Why Escorted Inspections Are Dangerous

The problems associated with “escorted inspections” are not new, and consumers regularly complain about theftssnooping trauma and various other problems associated with estate agent controlled inspections.

The problem has been further compounded by a couple of estate agents who, having previously conducted property inspections on behalf of vendors, decided to “change sides” and use their estate agent expertise to advise potential purchasers on how to “sneak a peek” into cupboards and other private areas of a vendor’s home in order to find out whether the vendor is in distress and in need of a quick, cheap sale.

The “Hot Property Gurus”

Nicole Marsh and Liz Wilcox call themselves the “Hot Property Gurus”. According to their, both are registered as “Buyers Agents” with the Queensland Office of Fair Trading.Liz Wilcox - Self-styled "Hot Property Guru"Nicole Marsh - Self-styled "Hot Property Guru"

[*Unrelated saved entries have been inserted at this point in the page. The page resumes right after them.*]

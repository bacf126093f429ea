//! Rate limiting configuration structures.

use std::time::Duration;

use duration_str::{deserialize_duration, deserialize_option_duration};
use serde::Deserialize;

/// Rate limiting configuration for the server.
#[derive(Debug, Clone, Deserialize)]
#[serde(default, deny_unknown_fields)]
pub struct RateLimitConfig {
    /// Whether rate limiting is enabled.
    pub enabled: bool,
    /// Maximum number of admitted requests per client within one window.
    pub limit: u32,
    /// Length of the fixed window.
    #[serde(deserialize_with = "deserialize_duration")]
    pub window: Duration,
    /// What to do with a request when the counter store cannot be reached.
    pub on_storage_error: StorageFailurePolicy,
    /// Storage backend configuration.
    pub storage: StorageConfig,
}

impl RateLimitConfig {
    /// The quota a limiter is constructed with.
    pub fn quota(&self) -> RateLimitQuota {
        RateLimitQuota {
            limit: self.limit,
            window: self.window,
        }
    }
}

impl Default for RateLimitConfig {
    fn default() -> Self {
        let quota = RateLimitQuota::default();

        Self {
            enabled: false,
            limit: quota.limit,
            window: quota.window,
            on_storage_error: StorageFailurePolicy::default(),
            storage: StorageConfig::default(),
        }
    }
}

/// Request limit and window length of a fixed-window limiter.
#[derive(Debug, Clone, Copy, PartialEq, Eq)]
pub struct RateLimitQuota {
    /// Maximum number of requests allowed within the window.
    pub limit: u32,
    /// Time window for the rate limit.
    pub window: Duration,
}

impl RateLimitQuota {
    /// Window length in whole seconds, as the counter store expresses expiry.
    ///
    /// Never zero, so a counter always expires.
    pub fn window_secs(&self) -> u64 {
        self.window.as_secs().max(1)
    }
}

impl Default for RateLimitQuota {
    fn default() -> Self {
        Self {
            limit: 10,
            window: Duration::from_secs(60),
        }
    }
}

/// Decides the outcome of a request when the counter store fails.
#[derive(Debug, Clone, Copy, Default, PartialEq, Eq, Deserialize)]
#[serde(rename_all = "lowercase")]
pub enum StorageFailurePolicy {
    /// Reject the request (fail closed).
    #[default]
    Deny,
    /// Let the request through without a decision (fail open). The counter may still have
    /// been incremented when only arming its expiry failed.
    Allow,
}

/// Storage backend configuration.
#[derive(Debug, Clone, Default, Deserialize)]
#[serde(tag = "type", rename_all = "lowercase")]
pub enum StorageConfig {
    /// In-memory storage (default).
    #[default]
    Memory,
    /// Redis storage with configuration.
    Redis(Box<RedisConfig>),
}

/// Redis storage configuration.
#[derive(Debug, Clone, Deserialize)]
#[serde(deny_unknown_fields)]
pub struct RedisConfig {
    /// Redis connection URL (redis:// or rediss:// for TLS).
    pub url: String,
    /// Connection pool configuration.
    #[serde(default)]
    pub pool: RedisPoolConfig,
    /// TLS configuration.
    pub tls: Option<RedisTlsConfig>,
    /// Prefix prepended to every rate limit key.
    #[serde(default)]
    pub key_prefix: Option<String>,
    /// Response timeout for Redis commands.
    #[serde(default = "default_response_timeout", deserialize_with = "deserialize_duration")]
    pub response_timeout: Duration,
    /// Increment and arm the expiry in a single server-side script.
    ///
    /// Disable for Redis-compatible servers without `EVAL` support. The counter is then
    /// incremented and expired in two separate commands.
    #[serde(default = "default_atomic_expiry")]
    pub atomic_expiry: bool,
}

fn default_response_timeout() -> Duration {
    Duration::from_secs(1)
}

fn default_atomic_expiry() -> bool {
    true
}

impl Default for RedisConfig {
    fn default() -> Self {
        Self {
            url: "redis://localhost:6379/0".to_string(),
            pool: RedisPoolConfig::default(),
            tls: None,
            key_prefix: None,
            response_timeout: default_response_timeout(),
            atomic_expiry: default_atomic_expiry(),
        }
    }
}

/// Redis connection pool configuration.
#[derive(Debug, Clone, Deserialize)]
#[serde(deny_unknown_fields)]
pub struct RedisPoolConfig {
    /// Maximum number of connections.
    pub max_size: Option<usize>,
    /// Timeout for creating connections.
    #[serde(default, deserialize_with = "deserialize_option_duration")]
    pub timeout_create: Option<Duration>,
    /// Timeout for waiting for a connection.
    #[serde(default, deserialize_with = "deserialize_option_duration")]
    pub timeout_wait: Option<Duration>,
    /// Timeout before recycling idle connections.
    #[serde(default, deserialize_with = "deserialize_option_duration")]
    pub timeout_recycle: Option<Duration>,
}

impl Default for RedisPoolConfig {
    fn default() -> Self {
        Self {
            max_size: Some(16),
            timeout_create: Some(Duration::from_secs(5)),
            timeout_wait: Some(Duration::from_secs(5)),
            timeout_recycle: Some(Duration::from_secs(300)),
        }
    }
}

/// Redis TLS configuration, used with rediss:// URLs.
#[derive(Debug, Clone, Deserialize)]
#[serde(deny_unknown_fields)]
pub struct RedisTlsConfig {
    /// Path to CA certificate file.
    pub ca_cert_path: Option<String>,
    /// Path to client certificate file (for mutual TLS).
    pub client_cert_path: Option<String>,
    /// Path to client key file (for mutual TLS).
    pub client_key_path: Option<String>,
}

“Both Liz and Nicole identified the need to arm buyers with the right information and expert knowledge – therefore empowering them in the whole purchasing process to make the ‘right decision’ and on their own terms in a system that traditionally favoured sellers, not buyers.”

In order to demonstrate their inside knowledge of the industry, these “gurus” offer to potential investors, owner occupiers and first home buyers an “informative report” in which “our Property Gurus answer your burning real estate questions and shed some light on the industry’s secrets.

The “gurus” also inform consumers, “These simple tips could save you thousands of dollars and a lot of heartache…Get the knowledge to make a well informed decision now, and purchase property on your terms not the sellers, at the best possible price.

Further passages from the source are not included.